Consuming “seasonal” foods is a fancy way of saying you choose your fruits and vegetables based on what season they are naturally ready to be harvested in. Of course, if you walk into any American grocery store, you’ll find every type of fruit and vegetable, because, thanks to GMO farming and importing, we largely have every food readily available. There is a biological reason though that watermelon tastes better in the summer and apples taste better in the fall. These foods are meant to bring us what we need in each season. Watermelon is 92%—you guessed it—water, meaning that it is one of the most hydrating foods we can eat. It makes sense that this fruit is ripest in summer, when we need extra hydration. The same goes for apples, which, as the saying goes, “keep the doctor away,” probably because they contain a high level of vitamin C—the immune booster—and ripen at the beginning of fall, right when cold season begins. Eating seasonally can boost your natural immune system and bring your body what it needs in each season. It can also boost local economies when you buy from nearby farmer’s markets, and cut down on carbon pollution because the foods you’re eating aren’t flown in on a jet. 
Now, I love mango year-round and know a lot of our food supply relies on importing and exporting. Like with everything I’ve shared about health, wellness, fitness, and life at large, I am not suggesting you’re doing something wrong by not eating seasonally, or that you need to switch to only seasonal foods all at once. 
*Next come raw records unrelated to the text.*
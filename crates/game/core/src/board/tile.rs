use crate::entity::EntityId;
use crate::feature::FeatureId;
use crate::hex::OddRCoord;

/// One cell of the board.
///
/// Occupants are stored bottom to top; the last entry is the topmost.
#[derive(Clone, Debug, PartialEq, Eq)]
pub struct Tile {
    pub(crate) coord: OddRCoord,
    pub(crate) height: i32,
    pub(crate) entities: Vec<EntityId>,
    pub(crate) features: Vec<FeatureId>,
}

impl Tile {
    pub(crate) fn new(coord: OddRCoord, height: i32) -> Self {
        Self {
            coord,
            height,
            entities: Vec::new(),
            features: Vec::new(),
        }
    }

    pub fn coord(&self) -> OddRCoord {
        self.coord
    }

    /// Base terrain height.
    pub fn height(&self) -> i32 {
        self.height
    }

    pub fn entities(&self) -> &[EntityId] {
        &self.entities
    }

    pub fn features(&self) -> &[FeatureId] {
        &self.features
    }

    pub fn is_empty(&self) -> bool {
        self.entities.is_empty()
    }

    pub(crate) fn remove_entity(&mut self, entity: EntityId) -> bool {
        match self.entities.iter().position(|id| *id == entity) {
            Some(index) => {
                self.entities.remove(index);
                true
            }
            None => false,
        }
    }

    pub(crate) fn remove_feature(&mut self, feature: FeatureId) {
        self.features.retain(|id| *id != feature);
    }
}
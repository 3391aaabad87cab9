use sha2::{Digest, Sha256};

use super::GameManager;
use crate::hex::OddRCoord;
use crate::side::Side;

/// Fixed-width little-endian field feeder over a SHA-256 hasher.
struct StateHasher(Sha256);

impl StateHasher {
    fn u32(&mut self, value: u32) -> &mut Self {
        self.0.update(value.to_le_bytes());
        self
    }

    fn i32(&mut self, value: i32) -> &mut Self {
        self.0.update(value.to_le_bytes());
        self
    }

    fn u64(&mut self, value: u64) -> &mut Self {
        self.0.update(value.to_le_bytes());
        self
    }

    fn flag(&mut self, value: bool) -> &mut Self {
        self.0.update([u8::from(value)]);
        self
    }

    fn side(&mut self, side: Option<Side>) -> &mut Self {
        self.0.update([Side::to_index(side)]);
        self
    }

    /// `u32::MAX` stands in for "none"; real health and durations never reach it.
    fn opt(&mut self, value: Option<u32>) -> &mut Self {
        self.u32(value.unwrap_or(u32::MAX))
    }

    fn coord(&mut self, coord: OddRCoord) -> &mut Self {
        self.i32(coord.x).i32(coord.y)
    }

    /// Length-prefixed so adjacent strings cannot alias.
    fn str(&mut self, value: &str) -> &mut Self {
        self.u64(value.len() as u64);
        self.0.update(value.as_bytes());
        self
    }
}

impl GameManager {
    /// SHA-256 over every piece of state that influences future outcomes.
    ///
    /// Two managers built from the same map, decks and seed that receive the
    /// same calls produce the same digest.
    pub fn state_digest(&self) -> [u8; 32] {
        let mut h = StateHasher(Sha256::new());
        h.side(Some(self.turn))
            .side(Some(self.first_turn))
            .u32(self.turn_count)
            .u32(self.crumbs)
            .u64(self.seed)
            .u64(self.rolls)
            .side(self.winner)
            .flag(self.is_selecting_target());

        for entity in self.board.entities() {
            h.u32(entity.id.0)
                .str(&entity.name)
                .coord(entity.pos)
                .side(entity.side)
                .opt(entity.health)
                .i32(entity.defense)
                .i32(entity.height)
                .flag(entity.collision);
            if let Some(rodent) = &entity.rodent {
                h.i32(rodent.speed)
                    .i32(rodent.attack)
                    .u32(rodent.move_stamina)
                    .u32(rodent.skill_stamina)
                    .u32(rodent.stun);
            }
            for (name, effect) in entity.effects() {
                h.str(name).u32(effect.0);
            }
        }
        for feature in self.board.features() {
            h.u32(feature.id.0).opt(feature.health).side(feature.side);
        }
        for effect in self.effects.iter() {
            h.u32(effect.id.0)
                .u32(effect.entity.0)
                .str(effect.name())
                .i32(effect.intensity)
                .opt(effect.duration)
                .opt(effect.source.map(|source| source.0));
            for buried in &effect.suppressed {
                h.u32(buried.0);
            }
        }
        for timer in self.timers.iter() {
            h.u32(timer.id.0).u32(timer.entity.0).u32(timer.duration);
        }
        for (side, hand) in self.hands.iter() {
            h.side(Some(side));
            for slot in hand {
                h.str(slot.as_ref().map_or("", |squeak| squeak.name()));
            }
        }
        self.crumb_modifier_digest(&mut h);

        h.0.finalize().into()
    }

    fn crumb_modifier_digest(&self, h: &mut StateHasher) {
        for side in [Side::Rat, Side::Mouse] {
            h.i32(self.crumb_modifier.side_percent(side))
                .i32(self.crumb_modifier.side_adder(side));
        }
    }
}
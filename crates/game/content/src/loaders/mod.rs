//! Content loaders for reading game data from files.
//!
//! Maps and squeak catalogs are RON, engine configuration is TOML. Every
//! name in a data file is resolved against a [`Catalog`](crate::Catalog) or
//! the behavior tables in [`crate::catalog`].

pub mod config;
pub mod factory;
pub mod map;
pub mod rodents;

pub use config::ConfigLoader;
pub use factory::ContentFactory;
pub use map::MapLoader;
pub use rodents::RodentLoader;

use std::path::Path;

/// Common result type for loaders.
pub type LoadResult<T> = anyhow::Result<T>;

/// Helper function to read file contents.
pub(crate) fn read_file(path: &Path) -> LoadResult<String> {
    std::fs::read_to_string(path)
        .map_err(|e| anyhow::anyhow!("Failed to read file {}: {}", path.display(), e))
}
This is one of those small changes that can make a big impact over time, and since I’m learning about it, I wanted to start this series to share what seasonal recipes I’m loving.
This week is my carrot ginger soup, the perfect warm, immune boosting, cozy meal to celebrate fall in full swing. Side note: Because it’s packed with protein and ginger, which is a natural immune-boosting super food, it also helps ward off oncoming colds. I made this soup for my mom, who was feeling under the weather one night, and after a full bowl and a solid 10 hours of sleep, she woke up feeling so much better! I highly recommend this recipe for cold nights, a quick healthy meal, or when you (or a loved one) are feeling like you’re coming down with something.
1 yellow onion, diced
3-4 large carrots, chopped
2 sticks of celery, chopped
1 thumb-nail sized chunk of ginger, diced (can sub 2 tbsp. Ground ginger if you don’t have fresh)
2 tbsp butter
1 carton of organic chicken, vegetable, or bone broth
2 cloves of garlic, minced
1 tsp salt
1 tsp pepper
***Optional: add cooked shredded chicken for extra protein!
-Brown onions and garlic in butter on low to medium heat until the onions turn translucent. Add carrots, ginger, and celery and cook for 1-2 minutes on medium heat.
-Add broth of choice (my favorite is chicken broth) and salt and pepper. Cook for 10-15 minutes on medium heat until carrots are tender when poked with a fork.
-Eat with a slice of your favorite sourdough bread and enjoy!